*EXERCISE GOAL:* Please retype all the data below exactly, line for line.

*GIVEN INFORMATION:*
---

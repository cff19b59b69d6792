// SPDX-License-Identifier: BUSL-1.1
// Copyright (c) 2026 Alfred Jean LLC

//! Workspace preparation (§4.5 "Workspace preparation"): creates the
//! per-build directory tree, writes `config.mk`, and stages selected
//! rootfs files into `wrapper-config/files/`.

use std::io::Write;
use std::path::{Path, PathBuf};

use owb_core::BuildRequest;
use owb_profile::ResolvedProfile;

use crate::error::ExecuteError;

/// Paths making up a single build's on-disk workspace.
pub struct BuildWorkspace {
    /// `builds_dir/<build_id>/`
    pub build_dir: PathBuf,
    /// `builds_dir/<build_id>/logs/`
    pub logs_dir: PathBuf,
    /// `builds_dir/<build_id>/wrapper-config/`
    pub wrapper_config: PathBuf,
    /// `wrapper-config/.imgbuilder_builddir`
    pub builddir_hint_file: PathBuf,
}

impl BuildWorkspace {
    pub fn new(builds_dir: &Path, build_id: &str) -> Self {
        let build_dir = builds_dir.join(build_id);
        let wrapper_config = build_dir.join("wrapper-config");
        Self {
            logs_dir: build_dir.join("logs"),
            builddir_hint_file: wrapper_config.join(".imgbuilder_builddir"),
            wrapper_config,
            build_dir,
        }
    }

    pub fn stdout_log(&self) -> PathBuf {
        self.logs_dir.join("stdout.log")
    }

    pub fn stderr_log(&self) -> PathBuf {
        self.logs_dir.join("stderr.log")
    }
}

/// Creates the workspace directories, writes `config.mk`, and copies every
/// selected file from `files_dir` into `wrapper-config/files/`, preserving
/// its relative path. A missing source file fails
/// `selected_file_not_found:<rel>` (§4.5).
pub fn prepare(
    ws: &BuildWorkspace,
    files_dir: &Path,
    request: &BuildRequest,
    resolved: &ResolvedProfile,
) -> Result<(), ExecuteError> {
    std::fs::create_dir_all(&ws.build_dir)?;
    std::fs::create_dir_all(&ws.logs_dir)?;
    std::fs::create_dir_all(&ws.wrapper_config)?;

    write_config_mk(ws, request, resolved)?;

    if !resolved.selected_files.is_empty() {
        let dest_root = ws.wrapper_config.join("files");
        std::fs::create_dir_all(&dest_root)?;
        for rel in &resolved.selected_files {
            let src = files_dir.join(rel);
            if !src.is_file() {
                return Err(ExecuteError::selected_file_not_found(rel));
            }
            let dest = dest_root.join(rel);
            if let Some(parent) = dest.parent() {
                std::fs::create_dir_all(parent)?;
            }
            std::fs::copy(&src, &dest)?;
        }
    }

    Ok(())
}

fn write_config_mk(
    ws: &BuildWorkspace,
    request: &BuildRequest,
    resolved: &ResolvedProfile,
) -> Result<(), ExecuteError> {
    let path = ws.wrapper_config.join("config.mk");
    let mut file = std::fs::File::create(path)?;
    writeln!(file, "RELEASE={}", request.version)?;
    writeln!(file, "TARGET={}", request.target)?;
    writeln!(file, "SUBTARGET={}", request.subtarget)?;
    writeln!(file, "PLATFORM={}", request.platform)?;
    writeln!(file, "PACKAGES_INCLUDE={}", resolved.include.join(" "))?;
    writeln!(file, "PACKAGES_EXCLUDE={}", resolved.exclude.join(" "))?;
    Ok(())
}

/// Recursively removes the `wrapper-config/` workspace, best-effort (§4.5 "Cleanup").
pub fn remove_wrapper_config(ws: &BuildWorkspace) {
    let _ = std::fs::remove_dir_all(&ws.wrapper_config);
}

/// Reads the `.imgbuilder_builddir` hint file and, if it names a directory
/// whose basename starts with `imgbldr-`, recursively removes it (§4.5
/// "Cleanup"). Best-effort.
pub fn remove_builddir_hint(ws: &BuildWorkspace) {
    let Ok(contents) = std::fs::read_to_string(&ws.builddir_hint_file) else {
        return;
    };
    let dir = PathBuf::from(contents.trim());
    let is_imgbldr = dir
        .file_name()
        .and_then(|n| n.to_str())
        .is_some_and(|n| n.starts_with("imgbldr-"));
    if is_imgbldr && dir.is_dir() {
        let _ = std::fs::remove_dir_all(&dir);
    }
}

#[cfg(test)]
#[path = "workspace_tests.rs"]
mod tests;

---

*EXERCISE OUTPUT:*
repository cff19b59b69d6792
// SPDX-License-Identifier: BUSL-1.1
// Copyright (c) 2026 Alfred Jean LLC

//! Workspace preparation (§4.5 "Workspace preparation"): creates the
//! per-build directory tree, writes `config.mk`, and stages selected
//! rootfs files into `wrapper-config/files/`.

use std::io::Write;
use std::path::{Path, PathBuf};

use owb_core::BuildRequest;
use owb_profile::ResolvedProfile;

use crate::error::ExecuteError;

/// Paths making up a single build's on-disk workspace.
pub struct BuildWorkspace {
    /// `builds_dir/<build_id>/`
    pub build_dir: PathBuf,
    /// `builds_dir/<build_id>/logs/`
    pub logs_dir: PathBuf,
    /// `builds_dir/<build_id>/wrapper-config/`
    pub wrapper_config: PathBuf,
    /// `wrapper-config/.imgbuilder_builddir`
    pub builddir_hint_file: PathBuf,
}

impl BuildWorkspace {
    pub fn new(builds_dir: &Path, build_id: &str) -> Self {
        let build_dir = builds_dir.join(build_id);
        let wrapper_config = build_dir.join("wrapper-config");
        Self {
            logs_dir: build_dir.join("logs"),
            builddir_hint_file: wrapper_config.join(".imgbuilder_builddir"),
            wrapper_config,
            build_dir,
        }
    }

    pub fn stdout_log(&self) -> PathBuf {
        self.logs_dir.join("stdout.log")
    }

    pub fn stderr_log(&self) -> PathBuf {
        self.logs_dir.join("stderr.log")
    }
}

/// Creates the workspace directories, writes `config.mk`, and copies every
/// selected file from `files_dir` into `wrapper-config/files/`, preserving
/// its relative path. A missing source file fails
/// `selected_file_not_found:<rel>` (§4.5).
pub fn prepare(
    ws: &BuildWorkspace,
    files_dir: &Path,
    request: &BuildRequest,
    resolved: &ResolvedProfile,
) -> Result<(), ExecuteError> {
    std::fs::create_dir_all(&ws.build_dir)?;
    std::fs::create_dir_all(&ws.logs_dir)?;
    std::fs::create_dir_all(&ws.wrapper_config)?;

    write_config_mk(ws, request, resolved)?;

    if !resolved.selected_files.is_empty() {
        let dest_root = ws.wrapper_config.join("files");
        std::fs::create_dir_all(&dest_root)?;
        for rel in &resolved.selected_files {
            let src = files_dir.join(rel);
            if !src.is_file() {
                return Err(ExecuteError::selected_file_not_found(rel));
            }
            let dest = dest_root.join(rel);
            if let Some(parent) = dest.parent() {
                std::fs::create_dir_all(parent)?;
            }
            std::fs::copy(&src, &dest)?;
        }
    }

    Ok(())
}

fn write_config_mk(
    ws: &BuildWorkspace,
    request: &BuildRequest,
    resolved: &ResolvedProfile,
) -> Result<(), ExecuteError> {
    let path = ws.wrapper_config.join("config.mk");
    let mut file = std::fs::File::create(path)?;
    writeln!(file, "RELEASE={}", request.version)?;
    writeln!(file, "TARGET={}", request.target)?;
    writeln!(file, "SUBTARGET={}", request.subtarget)?;
    writeln!(file, "PLATFORM={}", request.platform)?;
    writeln!(file, "PACKAGES_INCLUDE={}", resolved.include.join(" "))?;
    writeln!(file, "PACKAGES_EXCLUDE={}", resolved.exclude.join(" "))?;
    Ok(())
}

/// Recursively removes the `wrapper-config/` workspace, best-effort (§4.5 "Cleanup").
pub fn remove_wrapper_config(ws: &BuildWorkspace) {
    let _ = std::fs::remove_dir_all(&ws.wrapper_config);
}

/// Reads the `.imgbuilder_builddir` hint file and, if it names a directory
/// whose basename starts with `imgbldr-`, recursively removes it (§4.5
/// "Cleanup"). Best-effort.
pub fn remove_builddir_hint(ws: &BuildWorkspace) {
    let Ok(contents) = std::fs::read_to_string(&ws.builddir_hint_file) else {
        return;
    };
    let dir = PathBuf::from(contents.trim());
    let is_imgbldr = dir
        .file_name()
        .and_then(|n| n.to_str())
        .is_some_and(|n| n.starts_with("imgbldr-"));
    if is_imgbldr && dir.is_dir() {
        let _ = std::fs::remove_dir_all(&dir);
    }
}

#[cfg(test)]
#[path = "workspace_tests.rs"]
mod tests;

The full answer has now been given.